- Opening Delimiter -

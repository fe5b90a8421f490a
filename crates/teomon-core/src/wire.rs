//! Teomon wire format — length-prefixed chunks and command bytes.
//!
//! Every variable-sized field on the wire is a chunk: a little-endian `u16`
//! length followed by exactly that many bytes. Chunks nest: a Parameter is
//! one chunk inside a Metric, a Metric is one chunk inside a Peers list. A
//! reader that does not understand a record can always skip it.
//!
//! All integers are little-endian. Changing anything here breaks every
//! deployed agent.

use bytes::{Buf, BufMut, Bytes, BytesMut};

// ── Command bytes ─────────────────────────────────────────────────────────────

/// Peer → collector: encoded MetricRecord. No reply.
pub const CMD_METRIC: u8 = 130;

/// Peer → collector: encoded Parameter. No reply.
pub const CMD_PARAMETER: u8 = 131;

/// Client → collector: empty payload. Reply carries encoded Peers.
pub const CMD_LIST: u8 = 132;

/// Client → collector: empty payload. Triggers a registry save. No reply.
pub const CMD_SAVE: u8 = 133;

/// Protocol version announced by this implementation.
pub const PROTOCOL_VERSION: &str = "4";

// ── Constants ─────────────────────────────────────────────────────────────────

/// Maximum chunk body length — the u16 length prefix cannot express more.
pub const MAX_CHUNK: usize = u16::MAX as usize;

/// Maximum number of entries in a counted list (Metric params, Peers).
pub const MAX_ENTRIES: usize = u16::MAX as usize;

// ── Errors ────────────────────────────────────────────────────────────────────

/// Errors that can arise when encoding or decoding wire data.
#[derive(Debug, Clone, PartialEq, Eq, thiserror::Error)]
pub enum WireError {
    #[error("truncated input: need {needed} bytes, {remaining} remaining")]
    TruncatedInput { needed: usize, remaining: usize },

    #[error("unsupported parameter type tag: 0x{0:02x}")]
    UnsupportedType(u8),

    #[error("chunk length {0} exceeds maximum {}", MAX_CHUNK)]
    ChunkTooLarge(usize),

    #[error("{0} entries exceed the maximum of {}", MAX_ENTRIES)]
    TooManyEntries(usize),

    #[error("string field is not valid UTF-8")]
    InvalidUtf8,

    #[error("invalid timestamp blob")]
    InvalidTimestamp,
}

// ── Encoding ──────────────────────────────────────────────────────────────────

/// Write a length-prefixed chunk.
pub fn put_chunk(buf: &mut BytesMut, data: &[u8]) -> Result<(), WireError> {
    if data.len() > MAX_CHUNK {
        return Err(WireError::ChunkTooLarge(data.len()));
    }
    buf.put_u16_le(data.len() as u16);
    buf.put_slice(data);
    Ok(())
}

/// Write a length-prefixed UTF-8 string.
pub fn put_str(buf: &mut BytesMut, s: &str) -> Result<(), WireError> {
    put_chunk(buf, s.as_bytes())
}

/// Write a `u16` entry count.
pub fn put_count(buf: &mut BytesMut, count: usize) -> Result<(), WireError> {
    if count > MAX_ENTRIES {
        return Err(WireError::TooManyEntries(count));
    }
    buf.put_u16_le(count as u16);
    Ok(())
}

// ── Decoding ──────────────────────────────────────────────────────────────────

/// Fail with `TruncatedInput` unless `n` bytes remain.
pub fn ensure(buf: &Bytes, n: usize) -> Result<(), WireError> {
    if buf.remaining() < n {
        return Err(WireError::TruncatedInput {
            needed: n,
            remaining: buf.remaining(),
        });
    }
    Ok(())
}

pub fn get_u8(buf: &mut Bytes) -> Result<u8, WireError> {
    ensure(buf, 1)?;
    Ok(buf.get_u8())
}

pub fn get_u16(buf: &mut Bytes) -> Result<u16, WireError> {
    ensure(buf, 2)?;
    Ok(buf.get_u16_le())
}

pub fn get_i32(buf: &mut Bytes) -> Result<i32, WireError> {
    ensure(buf, 4)?;
    Ok(buf.get_i32_le())
}

pub fn get_u32(buf: &mut Bytes) -> Result<u32, WireError> {
    ensure(buf, 4)?;
    Ok(buf.get_u32_le())
}

pub fn get_i64(buf: &mut Bytes) -> Result<i64, WireError> {
    ensure(buf, 8)?;
    Ok(buf.get_i64_le())
}

pub fn get_f64(buf: &mut Bytes) -> Result<f64, WireError> {
    ensure(buf, 8)?;
    Ok(buf.get_f64_le())
}

/// Read a length-prefixed chunk. The returned Bytes shares `buf`'s storage.
pub fn get_chunk(buf: &mut Bytes) -> Result<Bytes, WireError> {
    let len = get_u16(buf)? as usize;
    ensure(buf, len)?;
    Ok(buf.split_to(len))
}

/// Read a length-prefixed UTF-8 string.
pub fn get_string(buf: &mut Bytes) -> Result<String, WireError> {
    let chunk = get_chunk(buf)?;
    String::from_utf8(chunk.to_vec()).map_err(|_| WireError::InvalidUtf8)
}

// ── Tests ─────────────────────────────────────────────────────────────────────
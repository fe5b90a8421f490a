//! Collector command handlers.
//!
//! Each handler serves one command byte. Handlers receive the sender's
//! transport address and the payload that followed the command byte.

use std::path::PathBuf;

use anyhow::{Context, Result};
use bytes::Bytes;
use teomon_core::metric::MetricRecord;
use teomon_core::param::Parameter;
use teomon_core::wire::{CMD_LIST, CMD_METRIC, CMD_PARAMETER, CMD_SAVE};

use crate::registry::PeerRegistry;

/// Trait for handlers of one inbound command.
pub trait CommandHandler: Send + Sync {
    /// Command byte this handler serves.
    fn command(&self) -> u8;

    /// Name used in logs.
    fn name(&self) -> &'static str;

    /// Handle one command. A returned payload is sent back to `from`.
    fn handle(&self, from: &str, payload: Bytes) -> Result<Option<Bytes>>;
}

// ── metric ────────────────────────────────────────────────────────────────────

/// `metric`: a peer announces its identity and parameters.
///
/// The record is stored under the sender's transport address whatever the
/// payload says. A first announcement is marked new; a re-announcement keeps
/// the stored record's flag and, with `keep_params`, any parameters the new
/// announcement does not carry.
pub struct MetricHandler {
    registry: PeerRegistry,
    keep_params: bool,
}

impl MetricHandler {
    pub fn new(registry: PeerRegistry, keep_params: bool) -> Self {
        Self {
            registry,
            keep_params,
        }
    }
}

impl CommandHandler for MetricHandler {
    fn command(&self) -> u8 {
        CMD_METRIC
    }

    fn name(&self) -> &'static str {
        "metric"
    }

    fn handle(&self, from: &str, payload: Bytes) -> Result<Option<Bytes>> {
        let mut metric = MetricRecord::decode(payload).context("decode metric")?;
        metric.address = from.to_string();

        match self.registry.get(from) {
            None => metric.is_new = true,
            Some(old) => {
                metric.is_new = old.is_new;
                if self.keep_params {
                    old.params.for_each(|name, value| {
                        if !metric.params.contains(name) {
                            metric.params.upsert(name, value.clone());
                        }
                    });
                }
            }
        }

        tracing::debug!(
            address = from,
            app = %metric.app_short,
            version = %metric.app_version,
            params = metric.params.len(),
            "metric received"
        );
        self.registry.add(metric);
        Ok(None)
    }
}

// ── parameter ─────────────────────────────────────────────────────────────────

/// `parameter`: a peer updates one of its own parameters.
pub struct ParameterHandler {
    registry: PeerRegistry,
}

impl ParameterHandler {
    pub fn new(registry: PeerRegistry) -> Self {
        Self { registry }
    }
}

impl CommandHandler for ParameterHandler {
    fn command(&self) -> u8 {
        CMD_PARAMETER
    }

    fn name(&self) -> &'static str {
        "parameter"
    }

    fn handle(&self, from: &str, payload: Bytes) -> Result<Option<Bytes>> {
        let param = Parameter::decode(payload).context("decode parameter")?;
        tracing::trace!(address = from, name = %param.name, value = %param.value, "parameter received");
        self.registry.set_param(from, param)?;
        Ok(None)
    }
}

// ── list ──────────────────────────────────────────────────────────────────────

/// `list`: reply with every known record.
pub struct ListHandler {
    registry: PeerRegistry,
}

impl ListHandler {
    pub fn new(registry: PeerRegistry) -> Self {
        Self { registry }
    }
}

impl CommandHandler for ListHandler {
    fn command(&self) -> u8 {
        CMD_LIST
    }

    fn name(&self) -> &'static str {
        "list"
    }

    fn handle(&self, _from: &str, _payload: Bytes) -> Result<Option<Bytes>> {
        Ok(Some(self.registry.encode()?))
    }
}

// ── save ──────────────────────────────────────────────────────────────────────

/// `save`: persist the registry.
pub struct SaveHandler {
    registry: PeerRegistry,
    path: PathBuf,
}

impl SaveHandler {
    pub fn new(registry: PeerRegistry, path: PathBuf) -> Self {
        Self { registry, path }
    }
}

impl CommandHandler for SaveHandler {
    fn command(&self) -> u8 {
        CMD_SAVE
    }

    fn name(&self) -> &'static str {
        "save"
    }

    fn handle(&self, from: &str, _payload: Bytes) -> Result<Option<Bytes>> {
        let count = self
            .registry
            .save(&self.path)
            .with_context(|| format!("save to {}", self.path.display()))?;
        tracing::info!(requested_by = from, count, "registry saved on request");
        Ok(None)
    }
}

// ── Tests ─────────────────────────────────────────────────────────────────────
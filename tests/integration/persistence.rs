use crate::*;

use teomon_core::param::Value;
use teomon_core::wire::{CMD_METRIC, CMD_PARAMETER, CMD_SAVE};
use teomon_core::Parameter;

/// Peers known before a restart are restored, offline until they reconnect.
#[tokio::test]
async fn test_registry_survives_restart() {
    let dir = temp_dir("restart");
    let peers_file = dir.join("peers.bin");

    {
        let c = Collector::start_with(PeerRegistry::new(), peers_file.clone())
            .await
            .unwrap();
        let agent = Client::connect("agent-a", &c).await.unwrap();
        agent
            .send(CMD_METRIC, &agent_metric("app-a", "1.0").encode().unwrap())
            .unwrap();
        agent
            .send(CMD_PARAMETER, &Parameter::new("disk", "ok").encode().unwrap())
            .unwrap();
        eventually("parameter stored", || {
            c.registry.get("agent-a").and_then(|m| m.params.get("disk"))
                == Some(Value::String("ok".into()))
        })
        .await
        .unwrap();

        agent.send(CMD_SAVE, &[]).unwrap();
        eventually("saved", || peers_file.exists()).await.unwrap();
    }

    let registry = PeerRegistry::new();
    assert_eq!(registry.load(&peers_file).unwrap(), 2);
    let c = Collector::start_with(registry, peers_file.clone()).await.unwrap();

    let m = c.registry.get("agent-a").expect("restored");
    assert!(!m.is_new);
    assert_eq!(m.app_version, "1.0");
    assert_eq!(m.params.get("disk"), Some(Value::String("ok".into())));

    eventually("restored peer offline", || {
        c.registry.get("agent-a").and_then(|m| m.online()) == Some(false)
    })
    .await
    .unwrap();

    let _ = std::fs::remove_dir_all(&dir);
}

/// A corrupt registry file is rejected and leaves the registry empty.
#[test]
fn test_corrupt_file_is_rejected() {
    let dir = temp_dir("corrupt");
    let path = dir.join("peers.bin");
    std::fs::write(&path, [3u8, 0, 10, 0, 1, 2]).unwrap();

    let registry = PeerRegistry::new();
    assert!(registry.load(&path).is_err());
    assert!(registry.is_empty());

    let _ = std::fs::remove_dir_all(&dir);
}

/// The file format is the `list` reply format.
#[tokio::test]
async fn test_file_matches_list_reply() {
    let c = Collector::start("format").await.unwrap();
    let mut client = Client::connect("client", &c).await.unwrap();

    c.registry.save(&c.peers_file).unwrap();
    let on_disk = std::fs::read(&c.peers_file).unwrap();
    let listed = client.request(teomon_core::wire::CMD_LIST).await.unwrap();

    let from_file = teomon_core::decode_peers(Bytes::from(on_disk)).unwrap();
    let from_list = teomon_core::decode_peers(listed).unwrap();
    let a: Vec<_> = from_file.iter().map(|m| m.address.clone()).collect();
    let b: Vec<_> = from_list.iter().map(|m| m.address.clone()).collect();
    assert_eq!(a, b);
}
//! Daemon status and shutdown commands.

use anyhow::Result;
use serde::Deserialize;

use super::http::{base_url, get_json, post_json};

// ── Response types ────────────────────────────────────────────────────────────

#[derive(Deserialize)]
struct StatusResponse {
    address: String,
    protocol_version: String,
    known_peers: usize,
    online_peers: usize,
    connected_peers: usize,
    peers_file: String,
}

#[derive(Deserialize)]
struct ShutdownResponse {
    message: String,
}

// ── Commands ──────────────────────────────────────────────────────────────────

pub async fn cmd_status(port: u16) -> Result<()> {
    let resp: StatusResponse = get_json(&format!("{}/status", base_url(port))).await?;

    println!("═══════════════════════════════════════");
    println!("  Teomon Collector Status");
    println!("═══════════════════════════════════════");
    println!("  Address          : {}", resp.address);
    println!("  Protocol version : {}", resp.protocol_version);
    println!("  Known peers      : {}", resp.known_peers);
    println!("  Online peers     : {}", resp.online_peers);
    println!("  Connections      : {}", resp.connected_peers);
    println!("  Registry file    : {}", resp.peers_file);

    Ok(())
}

pub async fn cmd_shutdown(port: u16) -> Result<()> {
    let resp: ShutdownResponse =
        post_json(&format!("{}/daemon/shutdown", base_url(port))).await?;
    println!("{}", resp.message);
    Ok(())
}
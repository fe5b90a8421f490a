//! Per-peer parameter store.
//!
//! A concurrent name → value map. Cloning a store yields another handle to
//! the same map, so a record handed out by the registry still observes (and
//! publishes) parameter updates made by the health monitor or by inbound
//! `parameter` commands. Use [`ParameterStore::deep_copy`] for an
//! independent map.

use std::collections::BTreeMap;
use std::sync::Arc;

use dashmap::DashMap;

use crate::param::{Parameter, Value};

#[derive(Debug, Clone, Default)]
pub struct ParameterStore {
    values: Arc<DashMap<String, Value>>,
}

impl ParameterStore {
    pub fn new() -> Self {
        Self::default()
    }

    /// Insert or replace a value. Last write wins.
    pub fn upsert(&self, name: impl Into<String>, value: impl Into<Value>) {
        self.values.insert(name.into(), value.into());
    }

    pub fn get(&self, name: &str) -> Option<Value> {
        self.values.get(name).map(|v| v.value().clone())
    }

    pub fn contains(&self, name: &str) -> bool {
        self.values.contains_key(name)
    }

    pub fn remove(&self, name: &str) -> Option<Value> {
        self.values.remove(name).map(|(_, v)| v)
    }

    pub fn len(&self) -> usize {
        self.values.len()
    }

    pub fn is_empty(&self) -> bool {
        self.values.is_empty()
    }

    /// Visit a point-in-time copy of every parameter. No lock is held while
    /// `f` runs, so `f` may update this store.
    pub fn for_each(&self, mut f: impl FnMut(&str, &Value)) {
        for p in self.snapshot() {
            f(&p.name, &p.value);
        }
    }

    /// Copy of all parameters. Iteration order is unspecified.
    pub fn snapshot(&self) -> Vec<Parameter> {
        self.values
            .iter()
            .map(|e| Parameter {
                name: e.key().clone(),
                value: e.value().clone(),
            })
            .collect()
    }

    /// Copy of all parameters ordered by name.
    pub fn sorted(&self) -> BTreeMap<String, Value> {
        self.values
            .iter()
            .map(|e| (e.key().clone(), e.value().clone()))
            .collect()
    }

    /// Independent store holding the same values.
    pub fn deep_copy(&self) -> Self {
        let copy = Self::new();
        for e in self.values.iter() {
            copy.values.insert(e.key().clone(), e.value().clone());
        }
        copy
    }

    /// True if both handles refer to the same underlying map.
    pub fn same_store(&self, other: &Self) -> bool {
        Arc::ptr_eq(&self.values, &other.values)
    }

    /// Boolean value of `name`, if present and boolean.
    pub fn get_bool(&self, name: &str) -> Option<bool> {
        self.values.get(name).and_then(|v| v.value().as_bool())
    }
}

impl FromIterator<Parameter> for ParameterStore {
    fn from_iter<I: IntoIterator<Item = Parameter>>(iter: I) -> Self {
        let store = Self::new();
        for p in iter {
            store.upsert(p.name, p.value);
        }
        store
    }
}

// ── Tests ─────────────────────────────────────────────────────────────────────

- Closing Delimiter -

### DIRECTIONS FOR THIS TASK
From the entries above, select each line containing the string "encoded".

### EXERCISE SOLUTION
/// Peer → collector: encoded MetricRecord. No reply.
/// Peer → collector: encoded Parameter. No reply.
/// Client → collector: empty payload. Reply carries encoded Peers.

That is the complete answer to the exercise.